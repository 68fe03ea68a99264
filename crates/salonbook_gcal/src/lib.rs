// --- File: crates/salonbook_gcal/src/lib.rs ---
//! Read-only Google Calendar collaborator.
//!
//! The salon calendar is a public secondary calendar queried with an API key
//! through `events.list`; there is no OAuth flow and this crate performs no
//! writes. Booking writes belong to a different collaborator entirely.

pub mod error;
pub mod service;
#[cfg(test)]
mod service_test;

pub use error::GcalError;
pub use service::GoogleCalendarService;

******

- _Assigned task_: Write out every entry again, keeping each line exactly the same.

- _Answer for the task_:
repository 68fe03ea68a99264
filename crates/salonbook_gcal/src/lib.rs
// --- File: crates/salonbook_gcal/src/lib.rs ---
//! Read-only Google Calendar collaborator.
//!
//! The salon calendar is a public secondary calendar queried with an API key
//! through `events.list`; there is no OAuth flow and this crate performs no
//! writes. Booking writes belong to a different collaborator entirely.

pub mod error;
pub mod service;
#[cfg(test)]
mod service_test;

pub use error::GcalError;
pub use service::GoogleCalendarService;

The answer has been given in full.